● **What is required**
From the entries that follow, extract each line holding the string "crate".
-=-=-
use crate::database::sqlite::SqliteDatabase;
use crate::errors::{AppError, Result};
use crate::models::game::GameSession;
use crate::models::transaction::{Transaction, TransactionStatus, TransactionType};
use crate::services::responsible_gaming::ResponsibleGamingService;
use crate::utils::money::format_brl;
use chrono::Utc;
use rand::seq::SliceRandom;
use rand::Rng;
use serde::Serialize;
use std::sync::Arc;
use tracing::info;
use utoipa::ToSchema;
use uuid::Uuid;

pub const CLASSIC_SYMBOLS: [&str; 8] = ["🐯", "🐰", "🐲", "🐂", "🐁", "🐠", "7️⃣", "💰"];
pub const CLASSIC_WIN_PROBABILITY: f64 = 0.33;
pub const CLASSIC_MIN_MULTIPLIER: f64 = 1.5;
pub const CLASSIC_MAX_MULTIPLIER: f64 = 10.0;

/// Fortune Tiger paytable: symbol and three-of-a-kind multiplier.
pub const TIGER_PAYTABLE: [(&str, i64); 5] = [("🐯", 10), ("💰", 5), ("🎋", 3), ("🍊", 2), ("🍇", 1)];

/// Reels shown by provider slots; the outcome itself is one uniform draw.
const GENERIC_SYMBOLS: [&str; 4] = ["7️⃣", "💎", "🔔", "🍒"];

#[derive(Debug, Clone, Copy, PartialEq, Eq, Serialize, ToSchema)]
#[serde(rename_all = "snake_case")]
pub enum SlotKind {
    Classic,
    FortuneTiger,
    Generic,
}

#[derive(Debug, Clone, Serialize, ToSchema)]
pub struct GameInfo {
    pub id: &'static str,
    pub name: &'static str,
    pub provider: &'static str,
    pub category: &'static str,
    /// Shown in the lobby only; payouts do not target it.
    pub rtp: f64,
    pub min_bet_cents: i64,
    pub max_bet_cents: i64,
    pub kind: SlotKind,
}

pub fn catalog() -> &'static [GameInfo] {
    const GAMES: &[GameInfo] = &[
        GameInfo {
            id: "fortune-tiger",
            name: "Fortune Tiger",
            provider: "PG Soft",
            category: "slots",
            rtp: 96.81,
            min_bet_cents: 1_00,
            max_bet_cents: 100_00,
            kind: SlotKind::FortuneTiger,
        },
        GameInfo {
            id: "lucky-neko",
            name: "Lucky Neko",
            provider: "PG Soft",
            category: "slots",
            rtp: 96.73,
            min_bet_cents: 1_00,
            max_bet_cents: 100_00,
            kind: SlotKind::Generic,
        },
        GameInfo {
            id: "fortune-gems",
            name: "Fortune Gems",
            provider: "TaDa Gaming",
            category: "slots",
            rtp: 97.00,
            min_bet_cents: 1_00,
            max_bet_cents: 100_00,
            kind: SlotKind::Generic,
        },
        GameInfo {
            id: "money-coming",
            name: "Money Coming",
            provider: "TaDa Gaming",
            category: "slots",
            rtp: 97.00,
            min_bet_cents: 1_00,
            max_bet_cents: 100_00,
            kind: SlotKind::Generic,
        },
        GameInfo {
            id: "lucky-slots",
            name: "Lucky Slots",
            provider: "LuckyYBet",
            category: "casino",
            rtp: 96.50,
            min_bet_cents: 1_00,
            max_bet_cents: 100_00,
            kind: SlotKind::Classic,
        },
    ];
    GAMES
}

pub fn find_game(game_id: &str) -> Result<&'static GameInfo> {
    catalog()
        .iter()
        .find(|game| game.id == game_id)
        .ok_or_else(|| AppError::NotFound("Jogo não encontrado.".to_string()))
}

#[derive(Debug, Clone, PartialEq)]
pub struct SpinOutcome {
    pub symbols: Vec<String>,
    pub win_cents: i64,
    pub multiplier: f64,
}

impl SpinOutcome {
    fn loss(symbols: Vec<String>) -> Self {
        Self { symbols, win_cents: 0, multiplier: 0.0 }
    }
}

fn scale(bet_cents: i64, multiplier: f64) -> i64 {
    (bet_cents as f64 * multiplier).round() as i64
}

fn draw<R: Rng + ?Sized>(rng: &mut R, symbols: &[&str]) -> String {
    symbols.choose(rng).copied().unwrap_or_default().to_string()
}

/// Classic slot with the win decided up front. A win overwrites all three
/// reels with one symbol and pays `bet * m`, `m` uniform in `[1.5, 10)`.
pub fn classic_outcome<R: Rng + ?Sized>(rng: &mut R, bet_cents: i64, win: bool) -> SpinOutcome {
    let reels: Vec<String> = (0..3).map(|_| draw(rng, &CLASSIC_SYMBOLS)).collect();
    if !win {
        return SpinOutcome::loss(reels);
    }

    let symbol = draw(rng, &CLASSIC_SYMBOLS);
    let multiplier = rng.gen_range(CLASSIC_MIN_MULTIPLIER..CLASSIC_MAX_MULTIPLIER);
    SpinOutcome {
        symbols: vec![symbol; 3],
        win_cents: scale(bet_cents, multiplier),
        multiplier,
    }
}

pub fn spin_classic<R: Rng + ?Sized>(rng: &mut R, bet_cents: i64) -> SpinOutcome {
    let win = rng.gen::<f64>() < CLASSIC_WIN_PROBABILITY;
    classic_outcome(rng, bet_cents, win)
}

pub fn tiger_payout(symbols: &[String], bet_cents: i64) -> i64 {
    match symbols {
        [a, b, c] if a == b && b == c => TIGER_PAYTABLE
            .iter()
            .find(|(symbol, _)| symbol == a)
            .map_or(0, |(_, multiplier)| bet_cents * multiplier),
        _ => 0,
    }
}

pub fn spin_fortune_tiger<R: Rng + ?Sized>(rng: &mut R, bet_cents: i64) -> SpinOutcome {
    let symbols: Vec<&str> = TIGER_PAYTABLE.iter().map(|(symbol, _)| *symbol).collect();
    let reels: Vec<String> = (0..3).map(|_| draw(rng, &symbols)).collect();
    let win_cents = tiger_payout(&reels, bet_cents);
    let multiplier = if bet_cents > 0 { win_cents as f64 / bet_cents as f64 } else { 0.0 };
    SpinOutcome { symbols: reels, win_cents, multiplier }
}

/// Multiplier for a provider slot draw `u` in `[0, 1)`.
pub fn generic_multiplier(u: f64) -> i64 {
    if u > 0.95 {
        10
    } else if u > 0.85 {
        5
    } else if u > 0.7 {
        2
    } else {
        0
    }
}

pub fn spin_generic<R: Rng + ?Sized>(rng: &mut R, bet_cents: i64) -> SpinOutcome {
    let multiplier = generic_multiplier(rng.gen::<f64>());
    let symbols = match multiplier {
        10 => vec![GENERIC_SYMBOLS[0].to_string(); 3],
        5 => vec![GENERIC_SYMBOLS[1].to_string(); 3],
        2 => vec![GENERIC_SYMBOLS[2].to_string(); 3],
        _ => {
            // Any draw that is not three of a kind.
            let mut reels: Vec<String> = (0..3).map(|_| draw(rng, &GENERIC_SYMBOLS)).collect();
            if reels[0] == reels[1] && reels[1] == reels[2] {
                reels[2] = GENERIC_SYMBOLS[3].to_string();
                if reels[0] == reels[2] {
                    reels[2] = GENERIC_SYMBOLS[2].to_string();
                }
            }
            reels
        }
    };
    SpinOutcome { symbols, win_cents: bet_cents * multiplier, multiplier: multiplier as f64 }
}

pub fn spin<R: Rng + ?Sized>(kind: SlotKind, rng: &mut R, bet_cents: i64) -> SpinOutcome {
    match kind {
        SlotKind::Classic => spin_classic(rng, bet_cents),
        SlotKind::FortuneTiger => spin_fortune_tiger(rng, bet_cents),
        SlotKind::Generic => spin_generic(rng, bet_cents),
    }
}

#[derive(Debug, Clone)]
pub struct PlayResult {
    pub session: GameSession,
    pub multiplier: f64,
    pub balance_cents: i64,
}

pub struct GameService {
    db: Arc<SqliteDatabase>,
    limits: Arc<ResponsibleGamingService>,
}

impl GameService {
    pub fn new(db: Arc<SqliteDatabase>, limits: Arc<ResponsibleGamingService>) -> Self {
        Self { db, limits }
    }

    pub async fn play(&self, user_id: &Uuid, game_id: &str, bet_cents: i64) -> Result<PlayResult> {
        let game = find_game(game_id)?;
        if bet_cents < game.min_bet_cents || bet_cents > game.max_bet_cents {
            return Err(AppError::ValidationError(format!(
                "Aposta deve ser entre {} e {}.",
                format_brl(game.min_bet_cents),
                format_brl(game.max_bet_cents)
            )));
        }

        let now = Utc::now();
        self.limits.check_bet(user_id, bet_cents, now).await?;

        let outcome = spin(game.kind, &mut rand::thread_rng(), bet_cents);

        let bet = Transaction::new(
            *user_id,
            TransactionType::Bet,
            bet_cents,
            format!("Aposta no jogo {} ({})", game.name, game.provider),
            TransactionStatus::Completed,
        );
        let win = (outcome.win_cents > 0).then(|| {
            Transaction::new(
                *user_id,
                TransactionType::Win,
                outcome.win_cents,
                format!("Ganho no jogo {} ({})", game.name, game.provider),
                TransactionStatus::Completed,
            )
        });
        let session = GameSession {
            id: Uuid::new_v4(),
            user_id: *user_id,
            game_id: game.id.to_string(),
            bet_cents,
            win_cents: outcome.win_cents,
            symbols: outcome.symbols,
            created_at: now,
        };

        self.db.settle_spin(&bet, win.as_ref(), &session).await?;
        let balance_cents = self.db.get_user_by_id(user_id).await?.balance_cents;

        info!(
            action = "spin_settled",
            user_id = %user_id,
            game = %game.id,
            bet_cents = bet_cents,
            win_cents = session.win_cents
        );
        Ok(PlayResult { session, multiplier: outcome.multiplier, balance_cents })
    }

    pub async fn history(&self, user_id: &Uuid, limit: i64) -> Result<Vec<GameSession>> {
        self.db.get_game_sessions(user_id, limit.clamp(1, 200)).await
    }
}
-=-=-
● **Task result**
use crate::database::sqlite::SqliteDatabase;
use crate::errors::{AppError, Result};
use crate::models::game::GameSession;
use crate::models::transaction::{Transaction, TransactionStatus, TransactionType};
use crate::services::responsible_gaming::ResponsibleGamingService;
use crate::utils::money::format_brl;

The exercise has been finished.